§ **YOUR OBJECTIVE**:
Give back the full listing, exactly as it is.

§ **EXERCISE DATA**:
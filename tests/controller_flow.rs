//! State controller behavior with in-memory collaborators.

mod common;

use babynames::generation::GenerationError;
use babynames::storage::{KeyValueStore, MemoryStore, FAVORITES_KEY};
use common::{harness, harness_with, japanese_a, record};
use std::sync::Arc;
use std::time::{Duration, Instant};

#[tokio::test]
async fn test_successful_generation_replaces_results() {
    let mut h = harness(vec![
        Ok(vec![record("Aiko"), record("Akira")]),
        Ok(vec![record("Asuka")]),
    ]);

    assert!(h.controller.generate(japanese_a()).await);
    assert_eq!(h.controller.state().generated.len(), 2);
    assert_eq!(h.controller.state().generated[0].name, "Aiko");

    assert!(h.controller.generate(japanese_a()).await);
    let state = h.controller.state();
    assert_eq!(state.generated, vec![record("Asuka")]);
    assert!(!state.is_loading);
    assert!(state.error.is_none());
    assert_eq!(h.generator.calls.lock().len(), 2);
}

#[tokio::test]
async fn test_failed_generation_shows_fixed_message() {
    let mut h = harness(vec![
        Ok(vec![record("Aiko")]),
        Err(GenerationError::Image {
            name: "Akira".to_string(),
            source: Box::new(GenerationError::MissingContent {
                what: "image predictions",
            }),
        }),
    ]);

    h.controller.generate(japanese_a()).await;
    h.controller.generate(japanese_a()).await;

    let state = h.controller.state();
    assert!(state.generated.is_empty());
    assert!(!state.is_loading);
    assert_eq!(
        state.error.as_deref(),
        Some("Could not generate names and images. The AI may be unavailable or the request is invalid.")
    );
}

#[tokio::test]
async fn test_empty_response_message() {
    let mut h = harness(vec![Err(GenerationError::EmptyResponse)]);

    h.controller.generate(japanese_a()).await;

    assert_eq!(
        h.controller.state().error.as_deref(),
        Some("The API returned an empty response. Please try a different query.")
    );
}

#[tokio::test]
async fn test_submit_while_loading_is_ignored() {
    let mut h = harness(vec![Ok(vec![record("Aiko")])]);

    let ticket = h.controller.begin_generate(japanese_a()).expect("accepted");
    assert!(h.controller.state().is_loading);
    assert!(h.controller.begin_generate(japanese_a()).is_none());

    let outcome = babynames::controller::Controller::run(h.controller.generator(), ticket).await;
    h.controller.finish_generate(outcome);

    assert!(!h.controller.state().is_loading);
    assert_eq!(h.controller.state().generated.len(), 1);
    assert_eq!(h.generator.calls.lock().len(), 1);
}

#[test]
fn test_toggle_twice_restores_favorites_and_storage() {
    let store = Arc::new(MemoryStore::new());
    let mut h = harness_with(vec![], store.clone(), false);
    let aiko = record("Aiko");

    h.controller.toggle_favorite(&aiko);
    assert!(h.controller.is_favorite(&aiko));
    let saved = store.get(FAVORITES_KEY).unwrap().unwrap();
    assert!(saved.contains("\"Aiko\""));

    h.controller.toggle_favorite(&aiko);
    assert!(!h.controller.is_favorite(&aiko));
    assert!(h.controller.state().favorites.is_empty());
    assert_eq!(store.get(FAVORITES_KEY).unwrap().as_deref(), Some("[]"));
}

#[test]
fn test_favorites_survive_a_restart() {
    let store = Arc::new(MemoryStore::new());
    {
        let mut h = harness_with(vec![], store.clone(), false);
        h.controller.toggle_favorite(&record("Aiko"));
        h.controller.toggle_favorite(&record("Ren"));
    }

    let h = harness_with(vec![], store, false);
    let names: Vec<&str> = h
        .controller
        .state()
        .favorites
        .iter()
        .map(|r| r.name.as_str())
        .collect();
    assert_eq!(names, vec!["Aiko", "Ren"]);
}

#[test]
fn test_corrupt_favorites_load_as_empty() {
    let store = Arc::new(MemoryStore::new());
    store.set(FAVORITES_KEY, "{not json").unwrap();

    let h = harness_with(vec![], store, false);

    assert!(h.controller.state().favorites.is_empty());
}

#[tokio::test]
async fn test_favorite_status_recomputed_for_new_results() {
    let mut h = harness(vec![Ok(vec![
        common::record("Aiko"),
        common::record("Akira"),
    ])]);
    // Same name, different meaning and image: still a favorite.
    let earlier = babynames::model::NameRecord::new("Aiko", "Beloved", "https://example.com/a.jpg");
    h.controller.toggle_favorite(&earlier);

    h.controller.generate(japanese_a()).await;

    let state = h.controller.state();
    assert!(state.is_favorite(&state.generated[0]));
    assert!(!state.is_favorite(&state.generated[1]));
}

#[test]
fn test_share_copies_text_and_notifies_until_expiry() {
    let mut h = harness(vec![]);
    let now = Instant::now();

    h.controller.share(&record("Aiko"), now);

    assert_eq!(
        h.clipboard.lock().as_slice(),
        &["Check out this baby name I found: Aiko! It means \"meaning of Aiko\".".to_string()]
    );
    assert_eq!(
        h.controller.state().notification_message(),
        Some("Copied to clipboard!")
    );

    h.controller.tick(now + Duration::from_secs(1));
    assert!(h.controller.state().notification.is_some());

    h.controller.tick(now + Duration::from_secs(3));
    assert!(h.controller.state().notification.is_none());
}

#[test]
fn test_clipboard_failure_notifies() {
    let mut h = harness_with(vec![], Arc::new(MemoryStore::new()), true);

    h.controller.share(&record("Aiko"), Instant::now());

    assert_eq!(h.controller.state().notification_message(), Some("Failed to copy."));
    assert!(h.clipboard.lock().is_empty());
}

§ **YOUR RESPONSE**:
filename tests/controller_flow.rs
//! State controller behavior with in-memory collaborators.

mod common;

use babynames::generation::GenerationError;
use babynames::storage::{KeyValueStore, MemoryStore, FAVORITES_KEY};
use common::{harness, harness_with, japanese_a, record};
use std::sync::Arc;
use std::time::{Duration, Instant};

#[tokio::test]
async fn test_successful_generation_replaces_results() {
    let mut h = harness(vec![
        Ok(vec![record("Aiko"), record("Akira")]),
        Ok(vec![record("Asuka")]),
    ]);

    assert!(h.controller.generate(japanese_a()).await);
    assert_eq!(h.controller.state().generated.len(), 2);
    assert_eq!(h.controller.state().generated[0].name, "Aiko");

    assert!(h.controller.generate(japanese_a()).await);
    let state = h.controller.state();
    assert_eq!(state.generated, vec![record("Asuka")]);
    assert!(!state.is_loading);
    assert!(state.error.is_none());
    assert_eq!(h.generator.calls.lock().len(), 2);
}

#[tokio::test]
async fn test_failed_generation_shows_fixed_message() {
    let mut h = harness(vec![
        Ok(vec![record("Aiko")]),
        Err(GenerationError::Image {
            name: "Akira".to_string(),
            source: Box::new(GenerationError::MissingContent {
                what: "image predictions",
            }),
        }),
    ]);

    h.controller.generate(japanese_a()).await;
    h.controller.generate(japanese_a()).await;

    let state = h.controller.state();
    assert!(state.generated.is_empty());
    assert!(!state.is_loading);
    assert_eq!(
        state.error.as_deref(),
        Some("Could not generate names and images. The AI may be unavailable or the request is invalid.")
    );
}

#[tokio::test]
async fn test_empty_response_message() {
    let mut h = harness(vec![Err(GenerationError::EmptyResponse)]);

    h.controller.generate(japanese_a()).await;

    assert_eq!(
        h.controller.state().error.as_deref(),
        Some("The API returned an empty response. Please try a different query.")
    );
}

#[tokio::test]
async fn test_submit_while_loading_is_ignored() {
    let mut h = harness(vec![Ok(vec![record("Aiko")])]);

    let ticket = h.controller.begin_generate(japanese_a()).expect("accepted");
    assert!(h.controller.state().is_loading);
    assert!(h.controller.begin_generate(japanese_a()).is_none());

    let outcome = babynames::controller::Controller::run(h.controller.generator(), ticket).await;
    h.controller.finish_generate(outcome);

    assert!(!h.controller.state().is_loading);
    assert_eq!(h.controller.state().generated.len(), 1);
    assert_eq!(h.generator.calls.lock().len(), 1);
}

#[test]
fn test_toggle_twice_restores_favorites_and_storage() {
    let store = Arc::new(MemoryStore::new());
    let mut h = harness_with(vec![], store.clone(), false);
    let aiko = record("Aiko");

    h.controller.toggle_favorite(&aiko);
    assert!(h.controller.is_favorite(&aiko));
    let saved = store.get(FAVORITES_KEY).unwrap().unwrap();
    assert!(saved.contains("\"Aiko\""));

    h.controller.toggle_favorite(&aiko);
    assert!(!h.controller.is_favorite(&aiko));
    assert!(h.controller.state().favorites.is_empty());
    assert_eq!(store.get(FAVORITES_KEY).unwrap().as_deref(), Some("[]"));
}

#[test]
fn test_favorites_survive_a_restart() {
    let store = Arc::new(MemoryStore::new());
    {
        let mut h = harness_with(vec![], store.clone(), false);
        h.controller.toggle_favorite(&record("Aiko"));
        h.controller.toggle_favorite(&record("Ren"));
    }

    let h = harness_with(vec![], store, false);
    let names: Vec<&str> = h
        .controller
        .state()
        .favorites
        .iter()
        .map(|r| r.name.as_str())
        .collect();
    assert_eq!(names, vec!["Aiko", "Ren"]);
}

#[test]
fn test_corrupt_favorites_load_as_empty() {
    let store = Arc::new(MemoryStore::new());
    store.set(FAVORITES_KEY, "{not json").unwrap();

    let h = harness_with(vec![], store, false);

    assert!(h.controller.state().favorites.is_empty());
}

#[tokio::test]
async fn test_favorite_status_recomputed_for_new_results() {
    let mut h = harness(vec![Ok(vec![
        common::record("Aiko"),
        common::record("Akira"),
    ])]);
    // Same name, different meaning and image: still a favorite.
    let earlier = babynames::model::NameRecord::new("Aiko", "Beloved", "https://example.com/a.jpg");
    h.controller.toggle_favorite(&earlier);

    h.controller.generate(japanese_a()).await;

    let state = h.controller.state();
    assert!(state.is_favorite(&state.generated[0]));
    assert!(!state.is_favorite(&state.generated[1]));
}

#[test]
fn test_share_copies_text_and_notifies_until_expiry() {
    let mut h = harness(vec![]);
    let now = Instant::now();

    h.controller.share(&record("Aiko"), now);

    assert_eq!(
        h.clipboard.lock().as_slice(),
        &["Check out this baby name I found: Aiko! It means \"meaning of Aiko\".".to_string()]
    );
    assert_eq!(
        h.controller.state().notification_message(),
        Some("Copied to clipboard!")
    );

    h.controller.tick(now + Duration::from_secs(1));
    assert!(h.controller.state().notification.is_some());

    h.controller.tick(now + Duration::from_secs(3));
    assert!(h.controller.state().notification.is_none());
}

#[test]
fn test_clipboard_failure_notifies() {
    let mut h = harness_with(vec![], Arc::new(MemoryStore::new()), true);

    h.controller.share(&record("Aiko"), Instant::now());

    assert_eq!(h.controller.state().notification_message(), Some("Failed to copy."));
    assert!(h.clipboard.lock().is_empty());
}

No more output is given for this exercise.